According to the listing, the stolen information totals around 10.7TB. The actor claims the collection includes roughly 5.2TB of backup data, 3.3TB of file server information, and another 2.2TB consisting of user files and internal corporate documents.
The threat actor further claims to possess Active Directory architecture details and NTDS.dit database files, which may contain authentication-related information used across enterprise networks. The advertised dataset allegedly contains network configurations, ESXi virtualization data, firewall settings, cybersecurity documentation, and infrastructure records.
More notably, DreamFyre claims to have accessed operational technology environments used in manufacturing processes. These systems reportedly include Supervisory Control and Data Acquisition (SCADA) platforms, Programmable Logic Controllers (PLCs), and Remote Terminal Unit (RTU) configurations.
If the claims prove accurate, exposure of such operational technology assets could create risks that extend beyond conventional data theft and potentially affect production environments.
Financial, Customer, and Employee Records Allegedly Exposed
The actor also claims to possess extensive business and financial information belonging to the company.
According to the forum listing, the alleged dataset contains customer records, commercial agreements, contracts, banking information, cash flow documentation, and financial reports. The actor further claims to have obtained supply chain records, procurement data, logistics information, inventory databases, and stock management systems.
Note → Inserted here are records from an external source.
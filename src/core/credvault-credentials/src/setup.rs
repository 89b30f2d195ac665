//! Agent credential resolution.
//!
//! Given an agent definition, works out which catalog credentials the agent
//! needs: a spec applies when one of its tools is used by a node, when one of
//! its node types appears in the graph, or when the agent lists it by name.

use std::collections::BTreeSet;
use std::path::{Path, PathBuf};

use serde::Deserialize;
use tracing::debug;

use crate::catalog::{CredentialSpec, SpecCatalog};
use crate::error::SetupError;
use crate::store::CredentialStore;

/// File looked up when an agent path is a directory.
pub const AGENT_FILE: &str = "agent.json";

/// A node in an agent graph.
#[derive(Debug, Clone, Deserialize)]
pub struct AgentNode {
    /// Node id.
    #[serde(default)]
    pub id: String,
    /// Node type, e.g. `llm_tool_use`.
    #[serde(default)]
    pub node_type: String,
    /// Tools the node may call.
    #[serde(default)]
    pub tools: Vec<String>,
}

/// The parts of an agent definition that drive credential requirements.
#[derive(Debug, Clone, Deserialize)]
pub struct AgentDefinition {
    /// Agent name.
    #[serde(default)]
    pub name: String,
    /// Graph nodes.
    #[serde(default)]
    pub nodes: Vec<AgentNode>,
    /// Credentials requested explicitly by name.
    #[serde(default)]
    pub credentials: Vec<String>,
}

impl AgentDefinition {
    /// Loads a definition from a JSON file or a directory holding `agent.json`.
    pub async fn load(agent_path: impl AsRef<Path>) -> Result<Self, SetupError> {
        let path = resolve_agent_file(agent_path.as_ref()).await?;
        let raw = tokio::fs::read_to_string(&path)
            .await
            .map_err(|e| SetupError::InvalidAgent {
                path: path.clone(),
                reason: e.to_string(),
            })?;
        serde_json::from_str(&raw).map_err(|e| SetupError::InvalidAgent {
            path,
            reason: e.to_string(),
        })
    }

    /// All tools referenced by any node.
    pub fn tools(&self) -> BTreeSet<&str> {
        self.nodes
            .iter()
            .flat_map(|n| n.tools.iter().map(String::as_str))
            .collect()
    }

    /// All node types in the graph.
    pub fn node_types(&self) -> BTreeSet<&str> {
        self.nodes
            .iter()
            .map(|n| n.node_type.as_str())
            .filter(|t| !t.is_empty())
            .collect()
    }
}

async fn is_file(path: &Path) -> bool {
    tokio::fs::metadata(path)
        .await
        .is_ok_and(|m| m.is_file())
}

async fn resolve_agent_file(agent_path: &Path) -> Result<PathBuf, SetupError> {
    let not_found = || SetupError::AgentNotFound(agent_path.to_path_buf());
    let meta = tokio::fs::metadata(agent_path)
        .await
        .map_err(|_| not_found())?;

    if meta.is_dir() {
        let file = agent_path.join(AGENT_FILE);
        if is_file(&file).await {
            return Ok(file);
        }
    } else if meta.is_file() {
        return Ok(agent_path.to_path_buf());
    }
    Err(not_found())
}

/// A credential the agent requires.
#[derive(Debug, Clone, PartialEq, Eq)]
pub struct MissingCredential {
    /// Catalog name.
    pub credential_name: String,
    /// Explicit store id, if the spec sets one.
    pub credential_id: Option<String>,
    /// Environment variable fallback.
    pub env_var: String,
    /// Human readable purpose.
    pub description: String,
    /// Where to obtain the credential.
    pub help_url: String,
    /// Agent tools that need it.
    pub tools: Vec<String>,
    /// Agent node types that need it.
    pub node_types: Vec<String>,
    /// Whether a pasted API key is accepted.
    pub direct_api_key_supported: bool,
    /// Whether Aden OAuth sync can provision it.
    pub aden_supported: bool,
    /// Key name inside the stored credential.
    pub credential_key: String,
}

impl MissingCredential {
    fn from_spec(spec: &CredentialSpec, tools: Vec<String>, node_types: Vec<String>) -> Self {
        Self {
            credential_name: spec.credential_name.clone(),
            credential_id: spec.credential_id.clone(),
            env_var: spec.env_var.clone(),
            description: spec.description.clone(),
            help_url: spec.help_url.clone(),
            tools,
            node_types,
            direct_api_key_supported: spec.direct_api_key_supported,
            aden_supported: spec.aden_supported,
            credential_key: spec.credential_key.clone(),
        }
    }

    /// Store id: the explicit id or else the name.
    pub fn store_id(&self) -> &str {
        self.credential_id.as_deref().unwrap_or(&self.credential_name)
    }

    fn env_present(&self) -> bool {
        std::env::var(&self.env_var).is_ok_and(|v| !v.trim().is_empty())
    }
}

/// Credential requirements resolved for one agent.
#[derive(Debug, Clone)]
pub struct CredentialSetupSession {
    /// Agent name from the definition.
    pub agent_name: String,
    /// Required (or, with `missing_only`, still missing) credentials in
    /// catalog order.
    pub missing: Vec<MissingCredential>,
}

impl CredentialSetupSession {
    /// Resolves requirements for the agent at `agent_path`.
    ///
    /// With `missing_only`, credentials already usable in `store` or supplied
    /// through their environment variable are dropped.
    pub async fn from_agent_path(
        agent_path: impl AsRef<Path>,
        catalog: &SpecCatalog,
        store: &CredentialStore,
        missing_only: bool,
    ) -> Result<Self, SetupError> {
        let agent = AgentDefinition::load(agent_path.as_ref()).await?;
        Self::from_definition(&agent, catalog, store, missing_only).await
    }

    /// Same as [`Self::from_agent_path`] for an already loaded definition.
    pub async fn from_definition(
        agent: &AgentDefinition,
        catalog: &SpecCatalog,
        store: &CredentialStore,
        missing_only: bool,
    ) -> Result<Self, SetupError> {
        if let Some(unknown) = agent
            .credentials
            .iter()
            .find(|name| catalog.get(name).is_none())
        {
            return Err(SetupError::UnknownCredential(unknown.clone()));
        }

        let required = Self::required(agent, catalog);

        let mut missing = Vec::with_capacity(required.len());
        for credential in required {
            if missing_only
                && (credential.env_present() || store.is_available(credential.store_id()).await)
            {
                continue;
            }
            missing.push(credential);
        }

        debug!(
            agent = %agent.name,
            missing_only,
            count = missing.len(),
            "Resolved agent credentials"
        );

        Ok(Self {
            agent_name: agent.name.clone(),
            missing,
        })
    }

    fn required(agent: &AgentDefinition, catalog: &SpecCatalog) -> Vec<MissingCredential> {
        let tools = agent.tools();
        let node_types = agent.node_types();

        catalog
            .iter()
            .filter_map(|spec| {
                let matched_tools: Vec<String> = spec
                    .tools
                    .iter()
                    .filter(|t| tools.contains(t.as_str()))
                    .cloned()
                    .collect();
                let matched_nodes: Vec<String> = spec
                    .node_types
                    .iter()
                    .filter(|t| node_types.contains(t.as_str()))
                    .cloned()
                    .collect();
                let explicit = agent.credentials.contains(&spec.credential_name);

                (explicit || !matched_tools.is_empty() || !matched_nodes.is_empty())
                    .then(|| MissingCredential::from_spec(spec, matched_tools, matched_nodes))
            })
            .collect()
    }
}
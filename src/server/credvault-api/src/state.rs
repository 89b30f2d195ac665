//! Shared handler state.

use std::sync::Arc;

use credvault_credentials::{CredentialStore, SpecCatalog};

/// State shared by every handler.
#[derive(Clone)]
pub struct AppState {
    /// Credential store.
    pub store: Arc<CredentialStore>,
    /// Known credential specs for agent checks.
    pub catalog: Arc<SpecCatalog>,
}

impl AppState {
    /// Bundles a store and a catalog.
    pub fn new(store: CredentialStore, catalog: SpecCatalog) -> Self {
        Self {
            store: Arc::new(store),
            catalog: Arc::new(catalog),
        }
    }
}
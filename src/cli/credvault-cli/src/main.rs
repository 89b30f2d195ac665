//! Credvault CLI - Command line interface.

use std::collections::BTreeMap;
use std::time::Duration;

use anyhow::{bail, Context, Result};
use clap::{Parser, Subcommand};
use reqwest::{Client, RequestBuilder};
use serde::de::DeserializeOwned;
use serde::{Deserialize, Serialize};

// ============================================================================
// CLI Structure
// ============================================================================

#[derive(Parser)]
#[command(name = "credvault")]
#[command(about = "Credvault CLI - Manage agent credentials")]
#[command(version)]
struct Cli {
    /// Credvault server address
    #[arg(long, default_value = "http://127.0.0.1:8300", env = "CREDVAULT_ADDR")]
    addr: String,

    #[command(subcommand)]
    command: Commands,
}

#[derive(Subcommand)]
enum Commands {
    /// List stored credentials
    List,
    /// Show credential metadata
    Get {
        /// Credential id
        credential_id: String,
    },
    /// Store a credential
    Put {
        /// Credential id
        credential_id: String,
        /// Key=value pairs
        #[arg(required = true)]
        keys: Vec<String>,
    },
    /// Delete a credential
    Delete {
        /// Credential id
        credential_id: String,
    },
    /// Show which credentials an agent needs
    CheckAgent {
        /// Agent directory or agent.json path (as seen by the server)
        agent_path: String,
        /// Only print credentials that are not available
        #[arg(long)]
        missing: bool,
    },
    /// Check server status
    Status,
}

// ============================================================================
// API Types
// ============================================================================

#[derive(Debug, Deserialize)]
struct HealthResponse {
    status: String,
    version: String,
}

#[derive(Debug, Deserialize)]
struct ErrorResponse {
    error: String,
}

#[derive(Debug, Deserialize)]
struct CredentialView {
    credential_id: String,
    credential_type: String,
    key_names: Vec<String>,
    created_at: Option<String>,
    updated_at: Option<String>,
}

#[derive(Debug, Deserialize)]
struct CredentialList {
    credentials: Vec<CredentialView>,
}

#[derive(Serialize)]
struct SaveRequest<'a> {
    credential_id: &'a str,
    keys: BTreeMap<String, String>,
}

#[derive(Debug, Deserialize)]
struct SaveResponse {
    saved: String,
}

#[derive(Serialize)]
struct CheckAgentRequest<'a> {
    agent_path: &'a str,
}

#[derive(Debug, Deserialize)]
struct RequiredCredential {
    credential_name: String,
    credential_id: String,
    env_var: String,
    help_url: String,
    available: bool,
}

#[derive(Debug, Deserialize)]
struct CheckAgentResponse {
    required: Vec<RequiredCredential>,
}

// ============================================================================
// HTTP Client
// ============================================================================

struct CredvaultClient {
    client: Client,
    base_url: String,
}

impl CredvaultClient {
    fn new(base_url: &str) -> Result<Self> {
        let client = Client::builder()
            .timeout(Duration::from_secs(30))
            .build()
            .context("Failed to create HTTP client")?;

        Ok(Self {
            client,
            base_url: base_url.trim_end_matches('/').to_string(),
        })
    }

    fn url(&self, path: &str) -> String {
        format!("{}{}", self.base_url, path)
    }

    async fn send<T: DeserializeOwned>(&self, req: RequestBuilder, what: &str) -> Result<T> {
        let resp = req.send().await.context("Failed to connect to server")?;

        if !resp.status().is_success() {
            let status = resp.status();
            let error: ErrorResponse = resp.json().await.unwrap_or(ErrorResponse {
                error: format!("HTTP {status}"),
            });
            bail!("{} failed: {}", what, error.error);
        }

        resp.json().await.context("Failed to parse response")
    }

    async fn health(&self) -> Result<HealthResponse> {
        self.send(self.client.get(self.url("/api/health")), "Health check")
            .await
    }

    async fn list(&self) -> Result<CredentialList> {
        self.send(self.client.get(self.url("/api/credentials")), "List credentials")
            .await
    }

    async fn get(&self, credential_id: &str) -> Result<CredentialView> {
        let url = self.url(&format!("/api/credentials/{credential_id}"));
        self.send(self.client.get(url), "Get credential").await
    }

    async fn put(&self, credential_id: &str, keys: BTreeMap<String, String>) -> Result<SaveResponse> {
        let req = SaveRequest {
            credential_id,
            keys,
        };
        self.send(
            self.client.post(self.url("/api/credentials")).json(&req),
            "Save credential",
        )
        .await
    }

    async fn delete(&self, credential_id: &str) -> Result<serde_json::Value> {
        let url = self.url(&format!("/api/credentials/{credential_id}"));
        self.send(self.client.delete(url), "Delete credential").await
    }

    async fn check_agent(&self, agent_path: &str) -> Result<CheckAgentResponse> {
        let req = CheckAgentRequest { agent_path };
        self.send(
            self.client
                .post(self.url("/api/credentials/check-agent"))
                .json(&req),
            "Check agent",
        )
        .await
    }
}

// ============================================================================
// Command Handlers
// ============================================================================

fn parse_pairs(pairs: &[String]) -> Result<BTreeMap<String, String>> {
    let mut keys = BTreeMap::new();
    for pair in pairs {
        let Some((name, value)) = pair.split_once('=') else {
            bail!("Invalid key=value pair: {}. Use format: key=value", pair);
        };
        if name.is_empty() {
            bail!("Key name cannot be empty in: {}", pair);
        }
        keys.insert(name.to_string(), value.to_string());
    }
    Ok(keys)
}

async fn cmd_status(client: &CredvaultClient) -> Result<()> {
    let health = client.health().await?;
    println!("Credvault server status:");
    println!("  Status:  {}", health.status);
    println!("  Version: {}", health.version);
    Ok(())
}

async fn cmd_list(client: &CredvaultClient) -> Result<()> {
    let result = client.list().await?;

    if result.credentials.is_empty() {
        println!("No credentials stored");
    } else {
        println!("Credentials:");
        for cred in &result.credentials {
            println!(
                "  {} ({}) keys: {}",
                cred.credential_id,
                cred.credential_type,
                cred.key_names.join(", ")
            );
        }
    }
    Ok(())
}

async fn cmd_get(client: &CredvaultClient, credential_id: &str) -> Result<()> {
    let cred = client.get(credential_id).await?;
    println!("Credential: {}", cred.credential_id);
    println!("  Type:    {}", cred.credential_type);
    println!("  Keys:    {}", cred.key_names.join(", "));
    println!("  Created: {}", cred.created_at.as_deref().unwrap_or("-"));
    println!("  Updated: {}", cred.updated_at.as_deref().unwrap_or("-"));
    Ok(())
}

async fn cmd_put(client: &CredvaultClient, credential_id: &str, pairs: &[String]) -> Result<()> {
    let keys = parse_pairs(pairs)?;
    let result = client.put(credential_id, keys).await?;
    println!("Credential '{}' saved", result.saved);
    Ok(())
}

async fn cmd_delete(client: &CredvaultClient, credential_id: &str) -> Result<()> {
    client.delete(credential_id).await?;
    println!("Credential '{}' deleted", credential_id);
    Ok(())
}

async fn cmd_check_agent(client: &CredvaultClient, agent_path: &str, missing: bool) -> Result<()> {
    let result = client.check_agent(agent_path).await?;

    let shown: Vec<&RequiredCredential> = result
        .required
        .iter()
        .filter(|r| !missing || !r.available)
        .collect();

    if shown.is_empty() {
        println!("No credentials required");
        return Ok(());
    }

    for req in shown {
        let marker = if req.available { "ok" } else { "missing" };
        println!(
            "  [{}] {} (id: {}, env: {})",
            marker, req.credential_name, req.credential_id, req.env_var
        );
        if !req.available && !req.help_url.is_empty() {
            println!("        get one at {}", req.help_url);
        }
    }
    Ok(())
}

// ============================================================================
// Main
// ============================================================================

#[tokio::main]
async fn main() -> Result<()> {
    let cli = Cli::parse();
    let client = CredvaultClient::new(&cli.addr)?;

    match cli.command {
        Commands::Status => cmd_status(&client).await,
        Commands::List => cmd_list(&client).await,
        Commands::Get { credential_id } => cmd_get(&client, &credential_id).await,
        Commands::Put {
            credential_id,
            keys,
        } => cmd_put(&client, &credential_id, &keys).await,
        Commands::Delete { credential_id } => cmd_delete(&client, &credential_id).await,
        Commands::CheckAgent {
            agent_path,
            missing,
        } => cmd_check_agent(&client, &agent_path, missing).await,
    }
}
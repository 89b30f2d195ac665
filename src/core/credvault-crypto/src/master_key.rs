//! Store master key.

use base64::{engine::general_purpose::STANDARD, Engine as _};
use rand::{rngs::OsRng, RngCore};
use zeroize::{Zeroize, ZeroizeOnDrop, Zeroizing};

use crate::error::CryptoError;

/// Length of a master key in bytes.
pub const MASTER_KEY_LEN: usize = 32;

/// Root secret from which every credential encryption key is derived.
///
/// The bytes are wiped on drop and never printed by `Debug`.
#[derive(Clone, Zeroize, ZeroizeOnDrop)]
pub struct MasterKey {
    bytes: [u8; MASTER_KEY_LEN],
}

impl MasterKey {
    /// Generates a fresh random key from the OS CSPRNG.
    pub fn generate() -> Self {
        let mut bytes = [0u8; MASTER_KEY_LEN];
        OsRng.fill_bytes(&mut bytes);
        Self { bytes }
    }

    /// Builds a key from exactly [`MASTER_KEY_LEN`] raw bytes.
    pub fn from_bytes(raw: &[u8]) -> Result<Self, CryptoError> {
        let bytes: [u8; MASTER_KEY_LEN] = raw.try_into().map_err(|_| {
            CryptoError::InvalidKey(format!(
                "expected {MASTER_KEY_LEN} bytes, got {}",
                raw.len()
            ))
        })?;
        Ok(Self { bytes })
    }

    /// Parses a standard base64 encoded key, as passed through
    /// `CREDVAULT_MASTER_KEY`.
    pub fn from_base64(encoded: &str) -> Result<Self, CryptoError> {
        let raw = Zeroizing::new(
            STANDARD
                .decode(encoded.trim())
                .map_err(|e| CryptoError::InvalidKey(format!("not valid base64: {e}")))?,
        );
        Self::from_bytes(&raw)
    }

    /// Encodes the key as standard base64.
    pub fn to_base64(&self) -> String {
        STANDARD.encode(self.bytes)
    }

    #[inline]
    pub(crate) fn as_bytes(&self) -> &[u8] {
        &self.bytes
    }
}

impl std::fmt::Debug for MasterKey {
    fn fmt(&self, f: &mut std::fmt::Formatter<'_>) -> std::fmt::Result {
        f.write_str("MasterKey([REDACTED])")
    }
}
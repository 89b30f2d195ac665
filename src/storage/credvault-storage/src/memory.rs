//! In-memory storage backend.

use std::collections::BTreeMap;

use async_trait::async_trait;
use tokio::sync::RwLock;
use tracing::debug;

use crate::{StorageBackend, StorageError};

/// Volatile backend; contents are lost when the process exits.
#[derive(Debug, Default)]
pub struct MemoryBackend {
    entries: RwLock<BTreeMap<String, Vec<u8>>>,
}

impl MemoryBackend {
    /// Creates an empty backend.
    pub fn new() -> Self {
        Self::default()
    }
}

#[async_trait]
impl StorageBackend for MemoryBackend {
    async fn get(&self, key: &str) -> Result<Option<Vec<u8>>, StorageError> {
        Ok(self.entries.read().await.get(key).cloned())
    }

    async fn put(&self, key: &str, value: &[u8]) -> Result<(), StorageError> {
        self.entries
            .write()
            .await
            .insert(key.to_string(), value.to_vec());
        debug!(key = %key, "memory backend put");
        Ok(())
    }

    async fn delete(&self, key: &str) -> Result<bool, StorageError> {
        Ok(self.entries.write().await.remove(key).is_some())
    }

    async fn list(&self, prefix: &str) -> Result<Vec<String>, StorageError> {
        let entries = self.entries.read().await;
        Ok(entries
            .range(prefix.to_string()..)
            .take_while(|(k, _)| k.starts_with(prefix))
            .map(|(k, _)| k.clone())
            .collect())
    }

    fn name(&self) -> &'static str {
        "memory"
    }
}
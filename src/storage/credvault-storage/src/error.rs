//! Storage error types.

use thiserror::Error;

/// Errors that can occur during storage operations.
#[derive(Debug, Error)]
pub enum StorageError {
    /// Backend could not be opened or reached.
    #[error("connection failed: {0}")]
    ConnectionFailed(String),

    /// A query or statement failed.
    #[error("query failed: {0}")]
    QueryFailed(String),

    /// Caller supplied an unusable key or path.
    #[error("invalid input: {0}")]
    InvalidInput(String),

    /// Generic I/O error.
    #[error("io error: {0}")]
    Io(#[from] std::io::Error),
}
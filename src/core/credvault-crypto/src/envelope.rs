//! Context-bound envelope encryption.
//!
//! Every credential is sealed under its own key, derived from the master key
//! with HKDF-SHA256 using the credential context as `info`. The same context
//! is passed to AES-256-GCM as associated data, so a blob copied under a
//! different credential id fails authentication.
//!
//! Blob layout: `nonce (12 bytes) || ciphertext || tag (16 bytes)`.

use aes_gcm::{
    aead::{Aead, KeyInit, Payload},
    Aes256Gcm, Nonce,
};
use hkdf::Hkdf;
use rand::{rngs::OsRng, RngCore};
use sha2::Sha256;
use zeroize::Zeroizing;

use crate::error::CryptoError;
use crate::master_key::MasterKey;

/// GCM nonce length.
pub const NONCE_LEN: usize = 12;

/// GCM tag length.
pub const TAG_LEN: usize = 16;

const INFO_PREFIX: &[u8] = b"credvault-envelope-v1:";

fn derive_cipher(master: &MasterKey, context: &str) -> Result<Aes256Gcm, CryptoError> {
    let hkdf = Hkdf::<Sha256>::new(None, master.as_bytes());

    let mut info = Vec::with_capacity(INFO_PREFIX.len() + context.len());
    info.extend_from_slice(INFO_PREFIX);
    info.extend_from_slice(context.as_bytes());

    let mut okm = Zeroizing::new([0u8; 32]);
    hkdf.expand(&info, &mut okm[..])
        .map_err(|e| CryptoError::Derivation(e.to_string()))?;

    Aes256Gcm::new_from_slice(&okm[..]).map_err(|e| CryptoError::Derivation(e.to_string()))
}

/// Encrypts `plaintext` under a key derived for `context`.
pub fn seal(master: &MasterKey, context: &str, plaintext: &[u8]) -> Result<Vec<u8>, CryptoError> {
    let cipher = derive_cipher(master, context)?;

    let mut nonce = [0u8; NONCE_LEN];
    OsRng.fill_bytes(&mut nonce);

    let sealed = cipher
        .encrypt(
            Nonce::from_slice(&nonce),
            Payload {
                msg: plaintext,
                aad: context.as_bytes(),
            },
        )
        .map_err(|e| CryptoError::Encryption(e.to_string()))?;

    let mut blob = Vec::with_capacity(NONCE_LEN + sealed.len());
    blob.extend_from_slice(&nonce);
    blob.extend_from_slice(&sealed);
    Ok(blob)
}

/// Decrypts a blob produced by [`seal`] for the same `context`.
pub fn open(
    master: &MasterKey,
    context: &str,
    blob: &[u8],
) -> Result<Zeroizing<Vec<u8>>, CryptoError> {
    if blob.len() < NONCE_LEN + TAG_LEN {
        return Err(CryptoError::Decryption("envelope too short".into()));
    }

    let cipher = derive_cipher(master, context)?;
    let (nonce, sealed) = blob.split_at(NONCE_LEN);

    cipher
        .decrypt(
            Nonce::from_slice(nonce),
            Payload {
                msg: sealed,
                aad: context.as_bytes(),
            },
        )
        .map(Zeroizing::new)
        .map_err(|_| CryptoError::Decryption("authentication failed".into()))
}
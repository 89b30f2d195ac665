//! API error type and its HTTP mapping.

use axum::{
    http::StatusCode,
    response::{IntoResponse, Response},
    Json,
};
use serde::Serialize;
use thiserror::Error;

use credvault_credentials::{CredentialError, SetupError};

/// Error body: `{"error": "..."}`.
#[derive(Debug, Serialize)]
pub struct ErrorResponse {
    /// Human readable message.
    pub error: String,
}

/// Errors returned by API handlers.
#[derive(Debug, Error)]
pub enum ApiError {
    /// Malformed or incomplete request.
    #[error("{0}")]
    BadRequest(String),

    /// Credential does not exist.
    #[error("Credential '{0}' not found")]
    CredentialNotFound(String),

    /// Store failure.
    #[error(transparent)]
    Store(#[from] CredentialError),

    /// Agent credential resolution failure.
    #[error(transparent)]
    Setup(#[from] SetupError),
}

impl IntoResponse for ApiError {
    fn into_response(self) -> Response {
        let status = match &self {
            Self::BadRequest(_) | Self::Store(CredentialError::InvalidId(_)) => {
                StatusCode::BAD_REQUEST
            },
            Self::CredentialNotFound(_) => StatusCode::NOT_FOUND,
            Self::Store(e) => {
                tracing::error!(error = %e, "Credential store error");
                StatusCode::INTERNAL_SERVER_ERROR
            },
            Self::Setup(e) => {
                tracing::error!(error = %e, "Error checking agent credentials");
                StatusCode::INTERNAL_SERVER_ERROR
            },
        };

        let body = Json(ErrorResponse {
            error: self.to_string(),
        });
        (status, body).into_response()
    }
}

/// Result alias for handlers.
pub type ApiResult<T> = Result<T, ApiError>;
Corporate data and network access are highly valued on underground markets. Another listing offers access to corporate networks and an Italian airport, highlighting the demand for compromised enterprise environments.
Employee information reportedly forms a significant part of the alleged breach. DreamFyre claims the dataset contains salary records, Turkish national identification numbers, authentication-related information, passport details, and contact information belonging to employees and senior executives.
The actor additionally alleges access to enterprise resource planning (ERP) and customer relationship management (CRM) systems, as well as contracts involving distributors, subcontractors, dealers, and service providers.
Among the most sensitive claims is the alleged theft of intellectual property. The listing reportedly includes production recipes, proprietary formulas, manufacturing know-how, product designs, CAD drawings, patents, and research and development materials.
Authenticity of Claims Yet to Be Verified
Cybersecurity researchers frequently caution organizations to treat data breach advertisements on underground forums with caution until independent verification confirms the claims. Threat actors sometimes exaggerate the scale of intrusions or overstate the value of stolen information to attract buyers.
Nevertheless, if the claims are confirmed, the incident could rank among the more significant cyber events affecting a manufacturing organization. The alleged exposure spans information technology systems, industrial operations, employee records, financial assets, customer information, and intellectual property.
Such a combination of data could enable a wide range of threats, including corporate espionage, targeted phishing campaigns, financial fraud, supply chain attacks, and intellectual property theft. Exposure of proprietary manufacturing processes could also create long-term competitive risks for the company.
Daily Dark Web Intelligence reported that it observed the underground forum listing on June 1, 2026. As of publication, no independent source had confirmed the alleged breach, and Goknur Gida had not publicly addressed the claims.